§ Task item
Transcribe the data below verbatim from the line with "filename crates/hunt-session/src/ui.rs" to the line with "until first set.". Include both of those lines.

(Stored data entries)
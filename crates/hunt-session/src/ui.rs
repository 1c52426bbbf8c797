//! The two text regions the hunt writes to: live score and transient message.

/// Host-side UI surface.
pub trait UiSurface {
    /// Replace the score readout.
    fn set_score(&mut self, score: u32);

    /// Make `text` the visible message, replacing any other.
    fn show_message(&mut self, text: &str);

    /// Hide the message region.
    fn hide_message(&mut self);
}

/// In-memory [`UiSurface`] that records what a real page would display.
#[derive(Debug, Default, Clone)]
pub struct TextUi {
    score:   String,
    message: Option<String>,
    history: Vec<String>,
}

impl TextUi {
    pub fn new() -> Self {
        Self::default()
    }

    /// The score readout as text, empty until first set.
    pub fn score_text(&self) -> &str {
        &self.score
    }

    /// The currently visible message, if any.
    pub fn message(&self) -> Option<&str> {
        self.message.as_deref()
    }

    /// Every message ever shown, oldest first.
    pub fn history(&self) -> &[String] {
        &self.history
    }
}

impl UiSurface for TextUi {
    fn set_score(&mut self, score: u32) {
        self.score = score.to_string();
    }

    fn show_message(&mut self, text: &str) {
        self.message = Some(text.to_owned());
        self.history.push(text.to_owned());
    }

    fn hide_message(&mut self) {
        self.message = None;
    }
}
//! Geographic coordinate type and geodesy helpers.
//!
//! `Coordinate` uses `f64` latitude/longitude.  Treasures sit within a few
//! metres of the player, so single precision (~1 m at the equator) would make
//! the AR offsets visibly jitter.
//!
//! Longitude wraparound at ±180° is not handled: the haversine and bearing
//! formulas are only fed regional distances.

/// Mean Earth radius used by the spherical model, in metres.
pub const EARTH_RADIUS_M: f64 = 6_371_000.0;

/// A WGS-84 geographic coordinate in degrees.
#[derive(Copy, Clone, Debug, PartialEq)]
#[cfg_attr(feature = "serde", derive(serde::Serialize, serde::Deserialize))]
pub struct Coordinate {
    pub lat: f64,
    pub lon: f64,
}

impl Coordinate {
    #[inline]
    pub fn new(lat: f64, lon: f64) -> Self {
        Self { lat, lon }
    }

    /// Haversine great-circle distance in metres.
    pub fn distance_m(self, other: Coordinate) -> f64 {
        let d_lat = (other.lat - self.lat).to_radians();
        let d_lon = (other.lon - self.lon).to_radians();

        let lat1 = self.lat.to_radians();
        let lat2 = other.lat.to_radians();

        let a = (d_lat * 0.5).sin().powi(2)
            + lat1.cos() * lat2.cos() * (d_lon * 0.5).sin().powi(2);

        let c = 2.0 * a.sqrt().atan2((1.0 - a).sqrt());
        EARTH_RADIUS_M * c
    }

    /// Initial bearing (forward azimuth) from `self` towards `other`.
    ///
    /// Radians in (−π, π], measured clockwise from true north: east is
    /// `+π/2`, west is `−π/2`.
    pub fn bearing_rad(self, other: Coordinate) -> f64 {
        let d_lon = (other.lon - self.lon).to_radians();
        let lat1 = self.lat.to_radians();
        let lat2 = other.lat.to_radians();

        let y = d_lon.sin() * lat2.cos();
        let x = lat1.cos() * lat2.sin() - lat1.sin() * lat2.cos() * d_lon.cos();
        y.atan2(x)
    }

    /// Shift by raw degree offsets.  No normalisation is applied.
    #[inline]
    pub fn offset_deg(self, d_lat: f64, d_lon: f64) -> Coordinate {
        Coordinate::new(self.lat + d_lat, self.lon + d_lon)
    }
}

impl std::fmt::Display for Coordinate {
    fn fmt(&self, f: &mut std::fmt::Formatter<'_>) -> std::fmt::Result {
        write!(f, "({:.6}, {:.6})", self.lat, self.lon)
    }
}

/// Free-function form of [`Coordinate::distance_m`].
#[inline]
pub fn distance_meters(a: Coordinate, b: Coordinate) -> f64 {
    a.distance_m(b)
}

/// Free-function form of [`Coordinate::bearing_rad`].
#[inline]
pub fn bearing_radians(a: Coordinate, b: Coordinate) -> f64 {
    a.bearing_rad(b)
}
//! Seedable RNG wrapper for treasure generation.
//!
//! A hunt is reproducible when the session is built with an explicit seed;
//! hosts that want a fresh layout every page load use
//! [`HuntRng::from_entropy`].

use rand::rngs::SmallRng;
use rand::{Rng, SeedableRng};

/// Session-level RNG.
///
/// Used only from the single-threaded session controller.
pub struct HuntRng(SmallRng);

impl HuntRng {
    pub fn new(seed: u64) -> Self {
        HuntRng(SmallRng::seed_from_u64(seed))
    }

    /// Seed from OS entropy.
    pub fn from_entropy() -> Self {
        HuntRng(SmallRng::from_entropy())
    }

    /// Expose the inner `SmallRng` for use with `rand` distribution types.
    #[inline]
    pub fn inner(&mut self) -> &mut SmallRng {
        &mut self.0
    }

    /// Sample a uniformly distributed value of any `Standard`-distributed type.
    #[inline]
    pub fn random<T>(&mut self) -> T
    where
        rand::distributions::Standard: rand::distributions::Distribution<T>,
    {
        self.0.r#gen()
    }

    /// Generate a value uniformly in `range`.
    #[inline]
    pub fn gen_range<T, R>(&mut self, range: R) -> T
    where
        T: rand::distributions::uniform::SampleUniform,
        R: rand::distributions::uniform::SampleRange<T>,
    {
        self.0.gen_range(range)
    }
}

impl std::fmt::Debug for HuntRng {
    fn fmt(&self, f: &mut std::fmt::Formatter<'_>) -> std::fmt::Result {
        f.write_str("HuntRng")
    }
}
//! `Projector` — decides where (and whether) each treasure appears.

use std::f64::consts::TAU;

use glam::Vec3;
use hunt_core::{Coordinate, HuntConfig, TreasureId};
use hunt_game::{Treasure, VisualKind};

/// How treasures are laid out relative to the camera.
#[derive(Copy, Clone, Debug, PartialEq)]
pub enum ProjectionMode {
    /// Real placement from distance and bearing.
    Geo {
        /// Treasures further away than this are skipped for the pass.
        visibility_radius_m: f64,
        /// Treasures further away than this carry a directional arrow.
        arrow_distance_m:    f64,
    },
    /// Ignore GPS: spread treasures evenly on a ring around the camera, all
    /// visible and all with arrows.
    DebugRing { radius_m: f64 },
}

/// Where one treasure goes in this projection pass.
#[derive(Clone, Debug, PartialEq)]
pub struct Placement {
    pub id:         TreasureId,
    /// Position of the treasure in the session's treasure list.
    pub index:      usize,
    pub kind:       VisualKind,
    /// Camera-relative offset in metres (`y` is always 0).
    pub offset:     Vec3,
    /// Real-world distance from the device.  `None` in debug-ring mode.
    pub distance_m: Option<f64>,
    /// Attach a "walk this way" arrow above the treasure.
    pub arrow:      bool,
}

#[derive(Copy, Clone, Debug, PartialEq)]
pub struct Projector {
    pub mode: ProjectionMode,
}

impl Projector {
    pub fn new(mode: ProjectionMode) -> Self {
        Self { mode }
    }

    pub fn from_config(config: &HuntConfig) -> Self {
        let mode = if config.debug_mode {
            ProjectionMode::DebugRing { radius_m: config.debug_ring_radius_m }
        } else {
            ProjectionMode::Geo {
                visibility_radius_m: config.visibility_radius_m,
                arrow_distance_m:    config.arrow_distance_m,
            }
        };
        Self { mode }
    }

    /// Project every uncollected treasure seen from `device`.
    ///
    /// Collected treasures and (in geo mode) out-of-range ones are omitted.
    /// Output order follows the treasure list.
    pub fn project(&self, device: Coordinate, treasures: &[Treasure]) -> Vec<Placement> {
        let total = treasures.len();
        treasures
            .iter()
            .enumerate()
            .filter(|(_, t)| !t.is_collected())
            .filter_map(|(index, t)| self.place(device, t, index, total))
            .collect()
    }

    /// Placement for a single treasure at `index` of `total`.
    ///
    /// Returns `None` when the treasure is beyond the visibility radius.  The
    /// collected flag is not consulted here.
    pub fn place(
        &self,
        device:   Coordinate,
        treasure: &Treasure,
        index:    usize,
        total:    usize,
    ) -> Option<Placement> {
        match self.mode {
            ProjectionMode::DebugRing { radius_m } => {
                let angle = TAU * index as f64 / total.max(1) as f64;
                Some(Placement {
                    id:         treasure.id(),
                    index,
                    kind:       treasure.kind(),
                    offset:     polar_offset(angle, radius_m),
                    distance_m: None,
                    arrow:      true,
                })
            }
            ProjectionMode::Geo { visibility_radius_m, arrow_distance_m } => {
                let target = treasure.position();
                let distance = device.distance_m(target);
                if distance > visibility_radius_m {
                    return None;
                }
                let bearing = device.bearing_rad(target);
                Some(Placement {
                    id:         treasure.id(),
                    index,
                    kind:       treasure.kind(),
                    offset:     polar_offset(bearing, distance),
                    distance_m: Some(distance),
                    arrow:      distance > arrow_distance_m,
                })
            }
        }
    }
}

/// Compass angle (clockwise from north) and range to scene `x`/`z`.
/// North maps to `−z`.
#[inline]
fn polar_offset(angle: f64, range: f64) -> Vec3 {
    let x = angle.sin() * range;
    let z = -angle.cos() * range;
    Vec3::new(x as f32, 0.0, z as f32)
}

* * *

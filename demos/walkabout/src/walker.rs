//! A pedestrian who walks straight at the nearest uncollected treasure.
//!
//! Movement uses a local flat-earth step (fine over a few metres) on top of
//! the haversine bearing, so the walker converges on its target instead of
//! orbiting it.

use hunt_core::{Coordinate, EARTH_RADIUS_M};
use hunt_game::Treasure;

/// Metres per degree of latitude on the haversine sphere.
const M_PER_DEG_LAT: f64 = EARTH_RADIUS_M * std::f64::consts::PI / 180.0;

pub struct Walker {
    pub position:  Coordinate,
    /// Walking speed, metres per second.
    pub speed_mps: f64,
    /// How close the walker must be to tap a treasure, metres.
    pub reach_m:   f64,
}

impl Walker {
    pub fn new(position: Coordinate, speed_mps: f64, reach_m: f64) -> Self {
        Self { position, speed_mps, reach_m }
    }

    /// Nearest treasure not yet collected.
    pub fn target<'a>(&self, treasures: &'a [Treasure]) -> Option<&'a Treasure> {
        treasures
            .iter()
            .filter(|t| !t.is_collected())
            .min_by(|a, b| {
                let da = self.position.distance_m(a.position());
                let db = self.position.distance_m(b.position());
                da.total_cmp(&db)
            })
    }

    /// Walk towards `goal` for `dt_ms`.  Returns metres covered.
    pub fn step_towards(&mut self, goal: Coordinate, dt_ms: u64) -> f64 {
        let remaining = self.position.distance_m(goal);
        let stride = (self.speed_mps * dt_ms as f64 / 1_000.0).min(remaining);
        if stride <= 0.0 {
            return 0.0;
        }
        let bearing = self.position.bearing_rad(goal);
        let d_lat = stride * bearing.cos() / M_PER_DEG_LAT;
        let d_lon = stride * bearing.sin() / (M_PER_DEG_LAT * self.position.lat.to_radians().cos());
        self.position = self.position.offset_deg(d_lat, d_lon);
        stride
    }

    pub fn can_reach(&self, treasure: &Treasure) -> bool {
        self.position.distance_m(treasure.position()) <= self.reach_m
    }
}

--

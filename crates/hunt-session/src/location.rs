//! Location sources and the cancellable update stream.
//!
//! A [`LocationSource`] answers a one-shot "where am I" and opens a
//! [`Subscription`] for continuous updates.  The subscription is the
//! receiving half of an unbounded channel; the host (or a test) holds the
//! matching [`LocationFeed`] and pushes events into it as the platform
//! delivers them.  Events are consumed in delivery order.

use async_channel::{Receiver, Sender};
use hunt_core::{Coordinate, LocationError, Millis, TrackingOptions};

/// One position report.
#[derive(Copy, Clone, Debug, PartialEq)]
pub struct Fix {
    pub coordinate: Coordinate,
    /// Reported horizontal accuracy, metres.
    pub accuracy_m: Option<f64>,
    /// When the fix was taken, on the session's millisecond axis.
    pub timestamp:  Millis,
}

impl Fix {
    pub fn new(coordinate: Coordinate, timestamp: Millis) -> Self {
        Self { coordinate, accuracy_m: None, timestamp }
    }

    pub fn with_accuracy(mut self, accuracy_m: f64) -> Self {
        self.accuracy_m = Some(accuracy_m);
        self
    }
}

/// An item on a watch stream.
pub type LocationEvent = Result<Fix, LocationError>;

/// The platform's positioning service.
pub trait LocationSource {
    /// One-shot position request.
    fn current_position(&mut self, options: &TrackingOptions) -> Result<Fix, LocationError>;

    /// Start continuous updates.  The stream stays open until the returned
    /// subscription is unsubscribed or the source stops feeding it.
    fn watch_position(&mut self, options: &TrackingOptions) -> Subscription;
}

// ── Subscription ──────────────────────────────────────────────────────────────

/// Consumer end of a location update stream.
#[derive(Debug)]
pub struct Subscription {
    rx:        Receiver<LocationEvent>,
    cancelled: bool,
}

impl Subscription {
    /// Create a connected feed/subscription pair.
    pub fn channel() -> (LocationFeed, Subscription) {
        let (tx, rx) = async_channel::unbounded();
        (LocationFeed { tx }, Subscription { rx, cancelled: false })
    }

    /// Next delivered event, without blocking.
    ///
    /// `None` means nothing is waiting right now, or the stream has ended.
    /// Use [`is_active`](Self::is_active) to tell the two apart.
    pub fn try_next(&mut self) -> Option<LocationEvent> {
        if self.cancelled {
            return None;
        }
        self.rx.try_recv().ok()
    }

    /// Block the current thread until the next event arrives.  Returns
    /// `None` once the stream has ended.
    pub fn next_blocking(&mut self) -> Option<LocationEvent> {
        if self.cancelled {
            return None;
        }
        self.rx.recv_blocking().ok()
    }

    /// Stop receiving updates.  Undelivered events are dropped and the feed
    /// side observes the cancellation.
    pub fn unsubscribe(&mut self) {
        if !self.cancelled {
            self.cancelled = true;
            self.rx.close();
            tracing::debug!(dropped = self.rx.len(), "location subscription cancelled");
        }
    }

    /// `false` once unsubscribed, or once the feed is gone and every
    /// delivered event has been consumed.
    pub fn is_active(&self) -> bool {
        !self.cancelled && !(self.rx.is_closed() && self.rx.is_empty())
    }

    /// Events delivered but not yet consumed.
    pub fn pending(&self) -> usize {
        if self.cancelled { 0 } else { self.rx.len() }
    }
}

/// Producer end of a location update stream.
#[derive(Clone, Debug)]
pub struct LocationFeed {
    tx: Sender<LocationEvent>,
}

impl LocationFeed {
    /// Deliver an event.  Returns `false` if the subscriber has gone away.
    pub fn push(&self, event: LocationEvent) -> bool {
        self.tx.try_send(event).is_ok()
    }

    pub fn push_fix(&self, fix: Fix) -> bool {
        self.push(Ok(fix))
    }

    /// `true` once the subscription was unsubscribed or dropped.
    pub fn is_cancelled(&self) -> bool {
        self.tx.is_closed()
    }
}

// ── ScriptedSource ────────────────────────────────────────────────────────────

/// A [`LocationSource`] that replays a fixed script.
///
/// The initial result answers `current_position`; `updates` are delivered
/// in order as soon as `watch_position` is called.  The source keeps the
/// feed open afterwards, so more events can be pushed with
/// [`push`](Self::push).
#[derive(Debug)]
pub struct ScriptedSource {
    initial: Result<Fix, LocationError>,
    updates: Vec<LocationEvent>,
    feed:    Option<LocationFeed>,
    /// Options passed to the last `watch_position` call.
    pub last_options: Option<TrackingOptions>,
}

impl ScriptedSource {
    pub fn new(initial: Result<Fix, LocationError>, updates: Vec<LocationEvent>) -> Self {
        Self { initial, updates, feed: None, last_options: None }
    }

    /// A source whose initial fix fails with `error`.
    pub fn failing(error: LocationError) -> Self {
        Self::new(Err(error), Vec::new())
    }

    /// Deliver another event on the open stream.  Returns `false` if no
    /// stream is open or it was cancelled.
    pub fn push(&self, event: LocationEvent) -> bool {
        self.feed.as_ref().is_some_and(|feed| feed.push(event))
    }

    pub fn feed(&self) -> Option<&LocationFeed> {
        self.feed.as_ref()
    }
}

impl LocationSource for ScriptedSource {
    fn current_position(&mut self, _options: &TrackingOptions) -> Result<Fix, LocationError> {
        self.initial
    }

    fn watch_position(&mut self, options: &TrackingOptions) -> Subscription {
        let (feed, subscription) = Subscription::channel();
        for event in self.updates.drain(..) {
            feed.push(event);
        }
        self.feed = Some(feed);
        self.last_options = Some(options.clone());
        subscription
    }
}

§ Result for this exercise
filename crates/hunt-session/src/ui.rs
repository 1c52426bbbf8c797
//! The two text regions the hunt writes to: live score and transient message.

/// Host-side UI surface.
pub trait UiSurface {
    /// Replace the score readout.
    fn set_score(&mut self, score: u32);

    /// Make `text` the visible message, replacing any other.
    fn show_message(&mut self, text: &str);

    /// Hide the message region.
    fn hide_message(&mut self);
}

/// In-memory [`UiSurface`] that records what a real page would display.
#[derive(Debug, Default, Clone)]
pub struct TextUi {
    score:   String,
    message: Option<String>,
    history: Vec<String>,
}

impl TextUi {
    pub fn new() -> Self {
        Self::default()
    }

    /// The score readout as text, empty until first set.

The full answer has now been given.